[The task] For this exercise, print the records below verbatim.

[Input]
■ ■ ■ ■ ■ ■ ■
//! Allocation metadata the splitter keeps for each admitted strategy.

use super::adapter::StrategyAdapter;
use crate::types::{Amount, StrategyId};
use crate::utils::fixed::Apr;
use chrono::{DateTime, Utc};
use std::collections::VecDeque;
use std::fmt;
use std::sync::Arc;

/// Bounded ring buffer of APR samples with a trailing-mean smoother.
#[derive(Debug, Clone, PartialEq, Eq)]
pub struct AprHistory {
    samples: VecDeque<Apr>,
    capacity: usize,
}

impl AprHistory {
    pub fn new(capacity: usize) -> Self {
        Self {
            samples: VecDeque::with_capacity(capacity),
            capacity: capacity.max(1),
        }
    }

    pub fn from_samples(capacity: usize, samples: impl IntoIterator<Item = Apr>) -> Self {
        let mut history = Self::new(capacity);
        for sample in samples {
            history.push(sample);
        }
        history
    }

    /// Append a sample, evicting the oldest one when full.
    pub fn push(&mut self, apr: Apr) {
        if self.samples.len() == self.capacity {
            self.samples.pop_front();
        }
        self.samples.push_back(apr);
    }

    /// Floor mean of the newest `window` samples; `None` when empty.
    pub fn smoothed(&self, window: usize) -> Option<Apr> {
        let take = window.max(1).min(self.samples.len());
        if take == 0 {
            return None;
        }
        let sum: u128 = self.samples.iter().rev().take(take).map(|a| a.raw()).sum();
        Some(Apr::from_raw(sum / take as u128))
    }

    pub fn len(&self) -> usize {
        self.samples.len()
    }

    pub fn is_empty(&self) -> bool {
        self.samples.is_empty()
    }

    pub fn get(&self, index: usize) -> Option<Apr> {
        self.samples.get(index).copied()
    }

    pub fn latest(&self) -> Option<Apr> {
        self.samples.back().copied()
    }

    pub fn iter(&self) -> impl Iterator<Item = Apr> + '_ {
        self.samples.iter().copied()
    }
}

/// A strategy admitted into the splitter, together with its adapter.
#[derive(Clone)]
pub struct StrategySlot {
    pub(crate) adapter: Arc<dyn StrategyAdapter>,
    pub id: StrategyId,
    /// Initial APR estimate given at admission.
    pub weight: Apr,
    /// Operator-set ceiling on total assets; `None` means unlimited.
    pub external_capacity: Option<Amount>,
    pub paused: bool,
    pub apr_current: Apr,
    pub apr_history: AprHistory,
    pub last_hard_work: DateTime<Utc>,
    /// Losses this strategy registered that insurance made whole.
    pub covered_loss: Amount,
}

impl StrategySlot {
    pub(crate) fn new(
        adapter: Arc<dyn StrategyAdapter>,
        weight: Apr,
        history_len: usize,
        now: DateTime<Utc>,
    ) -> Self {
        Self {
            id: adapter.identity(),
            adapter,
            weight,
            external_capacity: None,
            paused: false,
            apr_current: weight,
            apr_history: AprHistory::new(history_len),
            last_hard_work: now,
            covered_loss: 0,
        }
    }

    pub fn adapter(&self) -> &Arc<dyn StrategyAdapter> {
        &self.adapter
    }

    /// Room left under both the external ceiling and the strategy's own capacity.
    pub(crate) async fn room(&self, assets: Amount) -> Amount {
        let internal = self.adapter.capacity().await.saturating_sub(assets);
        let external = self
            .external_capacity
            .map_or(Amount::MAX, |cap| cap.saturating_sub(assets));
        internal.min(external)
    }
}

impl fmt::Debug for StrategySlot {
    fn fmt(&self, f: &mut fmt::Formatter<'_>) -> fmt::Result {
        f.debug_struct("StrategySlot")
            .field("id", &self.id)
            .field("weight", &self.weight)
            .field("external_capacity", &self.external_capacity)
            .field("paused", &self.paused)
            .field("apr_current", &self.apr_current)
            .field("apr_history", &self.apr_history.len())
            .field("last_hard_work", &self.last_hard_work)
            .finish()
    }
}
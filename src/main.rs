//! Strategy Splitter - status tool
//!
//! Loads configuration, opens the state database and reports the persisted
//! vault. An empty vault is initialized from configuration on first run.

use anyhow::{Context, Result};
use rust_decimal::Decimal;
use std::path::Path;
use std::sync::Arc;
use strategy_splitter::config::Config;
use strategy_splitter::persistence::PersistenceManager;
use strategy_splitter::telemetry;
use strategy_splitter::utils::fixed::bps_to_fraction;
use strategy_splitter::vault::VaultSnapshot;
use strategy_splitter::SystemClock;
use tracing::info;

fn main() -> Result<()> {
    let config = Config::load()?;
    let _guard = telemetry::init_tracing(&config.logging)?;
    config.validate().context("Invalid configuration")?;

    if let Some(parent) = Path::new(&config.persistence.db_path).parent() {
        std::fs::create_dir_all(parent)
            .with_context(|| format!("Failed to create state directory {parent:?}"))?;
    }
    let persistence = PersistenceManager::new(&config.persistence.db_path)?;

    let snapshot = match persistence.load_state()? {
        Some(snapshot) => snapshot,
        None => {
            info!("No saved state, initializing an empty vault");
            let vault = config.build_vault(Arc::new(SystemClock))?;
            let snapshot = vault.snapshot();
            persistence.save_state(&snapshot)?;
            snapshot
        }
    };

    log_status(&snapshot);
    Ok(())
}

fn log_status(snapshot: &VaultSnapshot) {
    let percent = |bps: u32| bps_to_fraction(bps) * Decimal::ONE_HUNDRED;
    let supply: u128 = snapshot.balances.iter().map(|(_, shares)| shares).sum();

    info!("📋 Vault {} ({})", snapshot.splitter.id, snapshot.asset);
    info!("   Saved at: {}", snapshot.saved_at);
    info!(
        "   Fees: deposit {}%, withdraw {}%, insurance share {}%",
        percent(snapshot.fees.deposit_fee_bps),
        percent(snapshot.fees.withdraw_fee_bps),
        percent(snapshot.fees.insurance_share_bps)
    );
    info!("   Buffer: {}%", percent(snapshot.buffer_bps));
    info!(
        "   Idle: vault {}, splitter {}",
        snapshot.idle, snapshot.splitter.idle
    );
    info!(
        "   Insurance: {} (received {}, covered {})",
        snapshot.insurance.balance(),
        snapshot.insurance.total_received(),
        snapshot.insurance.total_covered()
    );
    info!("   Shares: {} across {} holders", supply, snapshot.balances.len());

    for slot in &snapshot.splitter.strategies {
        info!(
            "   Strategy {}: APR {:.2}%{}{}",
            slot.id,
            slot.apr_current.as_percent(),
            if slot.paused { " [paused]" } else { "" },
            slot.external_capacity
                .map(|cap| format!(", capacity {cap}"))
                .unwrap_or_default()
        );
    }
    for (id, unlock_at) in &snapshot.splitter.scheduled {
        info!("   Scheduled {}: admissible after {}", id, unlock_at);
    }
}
■ ■ ■ ■ ■ ■ ■
[Output below]
//! Allocation metadata the splitter keeps for each admitted strategy.

use super::adapter::StrategyAdapter;
use crate::types::{Amount, StrategyId};
use crate::utils::fixed::Apr;
use chrono::{DateTime, Utc};
use std::collections::VecDeque;
use std::fmt;
use std::sync::Arc;

/// Bounded ring buffer of APR samples with a trailing-mean smoother.
#[derive(Debug, Clone, PartialEq, Eq)]
pub struct AprHistory {
    samples: VecDeque<Apr>,
    capacity: usize,
}

impl AprHistory {
    pub fn new(capacity: usize) -> Self {
        Self {
            samples: VecDeque::with_capacity(capacity),
            capacity: capacity.max(1),
        }
    }

    pub fn from_samples(capacity: usize, samples: impl IntoIterator<Item = Apr>) -> Self {
        let mut history = Self::new(capacity);
        for sample in samples {
            history.push(sample);
        }
        history
    }

    /// Append a sample, evicting the oldest one when full.
    pub fn push(&mut self, apr: Apr) {
        if self.samples.len() == self.capacity {
            self.samples.pop_front();
        }
        self.samples.push_back(apr);
    }

    /// Floor mean of the newest `window` samples; `None` when empty.
    pub fn smoothed(&self, window: usize) -> Option<Apr> {
        let take = window.max(1).min(self.samples.len());
        if take == 0 {
            return None;
        }
        let sum: u128 = self.samples.iter().rev().take(take).map(|a| a.raw()).sum();
        Some(Apr::from_raw(sum / take as u128))
    }

    pub fn len(&self) -> usize {
        self.samples.len()
    }

    pub fn is_empty(&self) -> bool {
        self.samples.is_empty()
    }

    pub fn get(&self, index: usize) -> Option<Apr> {
        self.samples.get(index).copied()
    }

    pub fn latest(&self) -> Option<Apr> {
        self.samples.back().copied()
    }

    pub fn iter(&self) -> impl Iterator<Item = Apr> + '_ {
        self.samples.iter().copied()
    }
}

/// A strategy admitted into the splitter, together with its adapter.
#[derive(Clone)]
pub struct StrategySlot {
    pub(crate) adapter: Arc<dyn StrategyAdapter>,
    pub id: StrategyId,
    /// Initial APR estimate given at admission.
    pub weight: Apr,
    /// Operator-set ceiling on total assets; `None` means unlimited.
    pub external_capacity: Option<Amount>,
    pub paused: bool,
    pub apr_current: Apr,
    pub apr_history: AprHistory,
    pub last_hard_work: DateTime<Utc>,
    /// Losses this strategy registered that insurance made whole.
    pub covered_loss: Amount,
}

impl StrategySlot {
    pub(crate) fn new(
        adapter: Arc<dyn StrategyAdapter>,
        weight: Apr,
        history_len: usize,
        now: DateTime<Utc>,
    ) -> Self {
        Self {
            id: adapter.identity(),
            adapter,
            weight,
            external_capacity: None,
            paused: false,
            apr_current: weight,
            apr_history: AprHistory::new(history_len),
            last_hard_work: now,
            covered_loss: 0,
        }
    }

    pub fn adapter(&self) -> &Arc<dyn StrategyAdapter> {
        &self.adapter
    }

    /// Room left under both the external ceiling and the strategy's own capacity.
    pub(crate) async fn room(&self, assets: Amount) -> Amount {
        let internal = self.adapter.capacity().await.saturating_sub(assets);
        let external = self
            .external_capacity
            .map_or(Amount::MAX, |cap| cap.saturating_sub(assets));
        internal.min(external)
    }
}

impl fmt::Debug for StrategySlot {
    fn fmt(&self, f: &mut fmt::Formatter<'_>) -> fmt::Result {
        f.debug_struct("StrategySlot")
            .field("id", &self.id)
            .field("weight", &self.weight)
            .field("external_capacity", &self.external_capacity)
            .field("paused", &self.paused)
            .field("apr_current", &self.apr_current)
            .field("apr_history", &self.apr_history.len())
            .field("last_hard_work", &self.last_hard_work)
            .finish()
    }
}
filename src/main.rs
//! Strategy Splitter - status tool
//!
//! Loads configuration, opens the state database and reports the persisted
//! vault. An empty vault is initialized from configuration on first run.

use anyhow::{Context, Result};
use rust_decimal::Decimal;
use std::path::Path;
use std::sync::Arc;
use strategy_splitter::config::Config;
use strategy_splitter::persistence::PersistenceManager;
use strategy_splitter::telemetry;
use strategy_splitter::utils::fixed::bps_to_fraction;
use strategy_splitter::vault::VaultSnapshot;
use strategy_splitter::SystemClock;
use tracing::info;

fn main() -> Result<()> {
    let config = Config::load()?;
    let _guard = telemetry::init_tracing(&config.logging)?;
    config.validate().context("Invalid configuration")?;

    if let Some(parent) = Path::new(&config.persistence.db_path).parent() {
        std::fs::create_dir_all(parent)
            .with_context(|| format!("Failed to create state directory {parent:?}"))?;
    }
    let persistence = PersistenceManager::new(&config.persistence.db_path)?;

    let snapshot = match persistence.load_state()? {
        Some(snapshot) => snapshot,
        None => {
            info!("No saved state, initializing an empty vault");
            let vault = config.build_vault(Arc::new(SystemClock))?;
            let snapshot = vault.snapshot();
            persistence.save_state(&snapshot)?;
            snapshot
        }
    };

    log_status(&snapshot);
    Ok(())
}

fn log_status(snapshot: &VaultSnapshot) {
    let percent = |bps: u32| bps_to_fraction(bps) * Decimal::ONE_HUNDRED;
    let supply: u128 = snapshot.balances.iter().map(|(_, shares)| shares).sum();

    info!("📋 Vault {} ({})", snapshot.splitter.id, snapshot.asset);
    info!("   Saved at: {}", snapshot.saved_at);
    info!(
        "   Fees: deposit {}%, withdraw {}%, insurance share {}%",
        percent(snapshot.fees.deposit_fee_bps),
        percent(snapshot.fees.withdraw_fee_bps),
        percent(snapshot.fees.insurance_share_bps)
    );
    info!("   Buffer: {}%", percent(snapshot.buffer_bps));
    info!(
        "   Idle: vault {}, splitter {}",
        snapshot.idle, snapshot.splitter.idle
    );
    info!(
        "   Insurance: {} (received {}, covered {})",
        snapshot.insurance.balance(),
        snapshot.insurance.total_received(),
        snapshot.insurance.total_covered()
    );
    info!("   Shares: {} across {} holders", supply, snapshot.balances.len());

    for slot in &snapshot.splitter.strategies {
        info!(
            "   Strategy {}: APR {:.2}%{}{}",
            slot.id,
            slot.apr_current.as_percent(),
            if slot.paused { " [paused]" } else { "" },
            slot.external_capacity
                .map(|cap| format!(", capacity {cap}"))
                .unwrap_or_default()
        );
    }
    for (id, unlock_at) in &snapshot.splitter.scheduled {
        info!("   Scheduled {}: admissible after {}", id, unlock_at);
    }
}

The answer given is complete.